TASK STATEMENT: Show each line of the data below that has the string "clone" in it.

[Stored data]
impl FieldInstance {
    /// The owned definition copy.
    pub fn def(&self) -> &FieldDef {
        &self.def
    }

    /// Field name.
    pub fn name(&self) -> &str {
        &self.def.name
    }

    /// Human label.
    pub fn label(&self) -> &str {
        &self.def.label
    }

    /// Current value, or `None` if absent.
    pub fn value(&self) -> Option<&Value> {
        self.value.as_ref()
    }

    /// Whether the field is required but still has no value.
    pub fn needs_value(&self) -> bool {
        self.def.opts.contains(FieldOpts::REQUIRED) && self.value.is_none()
    }

    /// Whether the field is read-only.
    pub fn is_read_only(&self) -> bool {
        self.def.opts.contains(FieldOpts::READ_ONLY)
    }

    /// Whether the field may be cleared by the user.
    pub fn is_noneable(&self) -> bool {
        self.def.opts.contains(FieldOpts::NONEABLE)
    }

    /// The edit interaction this field uses.
    pub fn edit_mode(&self) -> EditMode {
        self.def.kind.edit_mode()
    }

    /// The current choice list, for choice-backed fields.
    pub fn choices(&self) -> Option<&[String]> {
        match &self.def.kind {
            FieldKind::Choice { choices } | FieldKind::DynamicChoice { choices, .. } => {
                Some(choices)
            }
            _ => None,
        }
    }

    /// Buttons per row in the choice picker.
    pub fn choice_row_width(&self) -> usize {
        match &self.def.kind {
            FieldKind::DynamicChoice { row_width, .. } => *row_width,
            _ => 1,
        }
    }

    /// Replace the choice list of a dynamic choice field. Every entry must
    /// be embeddable as a field line and as a metadata list item. Clears
    /// the current value if it is no longer a member.
    pub fn set_choices(&mut self, new_choices: Vec<String>) -> Result<()> {
        for entry in &new_choices {
            validate_choice_entry(entry)?;
        }
        match &mut self.def.kind {
            FieldKind::DynamicChoice { choices, .. } => {
                *choices = new_choices;
                let stale = matches!(
                    &self.value,
                    Some(Value::Choice(current)) if !choices.contains(current)
                );
                if stale {
                    self.value = None;
                }
                Ok(())
            }
            _ => Err(Error::InvalidDefinition(format!(
                "field '{}' has no per-instance choices",
                self.def.name
            ))),
        }
    }

    /// Check a candidate value against the declared kind and its
    /// type-specific rules, without storing it.
    pub fn validate_input(&self, value: &Value) -> Result<()> {
        if !self.def.kind.matches(value) {
            return Err(Error::FieldCast {
                input: format!("{:?}", value),
                kind: self.def.kind.name(),
            });
        }
        match (&self.def.kind, value) {
            (FieldKind::Str { pattern }, Value::Str(s)) => {
                validate_line(s, self.def.kind.name())?;
                if let Some(p) = pattern {
                    if !pattern_matches(p, s) {
                        return Err(Error::FieldCast {
                            input: s.clone(),
                            kind: "string",
                        });
                    }
                }
                Ok(())
            }
            (FieldKind::Choice { choices }, Value::Choice(c))
            | (FieldKind::DynamicChoice { choices, .. }, Value::Choice(c)) => {
                validate_choice_entry(c)?;
                if choices.iter().any(|x| x == c) {
                    Ok(())
                } else {
                    Err(Error::FieldCast {
                        input: c.clone(),
                        kind: "choice",
                    })
                }
            }
            (FieldKind::Link, Value::Link(url)) => {
                validate_line(url, "link")?;
                if is_link(url) {
                    Ok(())
                } else {
                    Err(Error::FieldCast {
                        input: url.clone(),
                        kind: "link",
                    })
                }
            }
            _ => Ok(()),
        }
    }

    /// Validate and store a value. Code-level sets are allowed on
    /// read-only fields; only UI edits are blocked by the dispatcher.
    pub fn set_value(&mut self, value: Value) -> Result<()> {
        self.validate_input(&value)?;
        self.value = Some(value);
        Ok(())
    }

    /// Set the value absent.
    pub fn clear_value(&mut self) {
        self.value = None;
    }

    /// Canonical one-line text for the current value, or `missing` if
    /// absent.
    pub fn to_repr(&self, missing: &str) -> String {
        match (&self.def.kind, &self.value) {
            (_, None) => missing.to_string(),
            (FieldKind::Bool { glyphs }, Some(Value::Bool(b))) => glyphs.glyph(*b).to_string(),
            (_, Some(Value::Int(n))) => n.to_string(),
            (_, Some(v)) => v.as_str().unwrap_or_default().to_string(),
        }
    }

    /// Inverse of [`to_repr`](Self::to_repr) for a non-absent value: parse
    /// canonical text into a typed value. Does not store it.
    pub fn parse_repr(&self, text: &str) -> Result<Value> {
        let cast_err = || Error::FieldCast {
            input: text.to_string(),
            kind: self.def.kind.name(),
        };
        let value = match &self.def.kind {
            FieldKind::Str { .. } => Value::Str(text.to_string()),
            FieldKind::Int => Value::Int(text.parse::<i64>().map_err(|_| cast_err())?),
            FieldKind::Bool { glyphs } => {
                Value::Bool(glyphs.value(text).ok_or_else(cast_err)?)
            }
            FieldKind::Choice { .. } | FieldKind::DynamicChoice { .. } => {
                Value::Choice(text.to_string())
            }
            FieldKind::Link => Value::Link(text.to_string()),
        };
        self.validate_input(&value)?;
        Ok(value)
    }

    /// Parse raw free-text user input. Returns `Ok(None)` when the input
    /// is the clear token and the field is noneable.
    pub fn parse_input(&self, text: &str) -> Result<Option<Value>> {
        if text == CLEAR_TOKEN && self.is_noneable() {
            return Ok(None);
        }
        self.parse_repr(text).map(Some)
    }

    /// Per-instance state that cannot fit in the visible text. Empty for
    /// most kinds; dynamic choice fields externalize their entire choice
    /// list here on every render, or lose it on the next decode.
    pub fn meta(&self) -> BTreeMap<String, String> {
        let mut meta = BTreeMap::new();
        if let FieldKind::DynamicChoice { choices, .. } = &self.def.kind {
            if !choices.is_empty() {
                meta.insert(
                    META_KEY_CHOICES.to_string(),
                    choices.join(&codec::META_LIST_SEP.to_string()),
                );
            }
        }
        meta
    }

    /// Restore per-instance state recovered from the metadata channel.
    pub fn apply_meta(&mut self, meta: &BTreeMap<String, String>) -> Result<()> {
        if let FieldKind::DynamicChoice { choices, .. } = &mut self.def.kind {
            if let Some(joined) = meta.get(META_KEY_CHOICES) {
                *choices = joined
                    .split(codec::META_LIST_SEP)
                    .map(str::to_string)
                    .collect();
            }
        }
        Ok(())
    }

    /// Icon for the field's edit button: lock for read-only fields, the
    /// needs-value mark for required absent fields, the current glyph for
    /// set booleans, an edit pencil otherwise.
    pub fn icon(&self) -> String {
        if self.is_read_only() {
            return ICON_READ_ONLY.to_string();
        }
        if self.needs_value() {
            return ICON_NEEDS_VALUE.to_string();
        }
        if let (FieldKind::Bool { glyphs }, Some(Value::Bool(b))) = (&self.def.kind, &self.value) {
            return glyphs.glyph(*b).to_string();
        }
        ICON_EDIT.to_string()
    }
}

ANSWER SECTION:
                            input: s.clone(),
                        input: c.clone(),
                        input: url.clone(),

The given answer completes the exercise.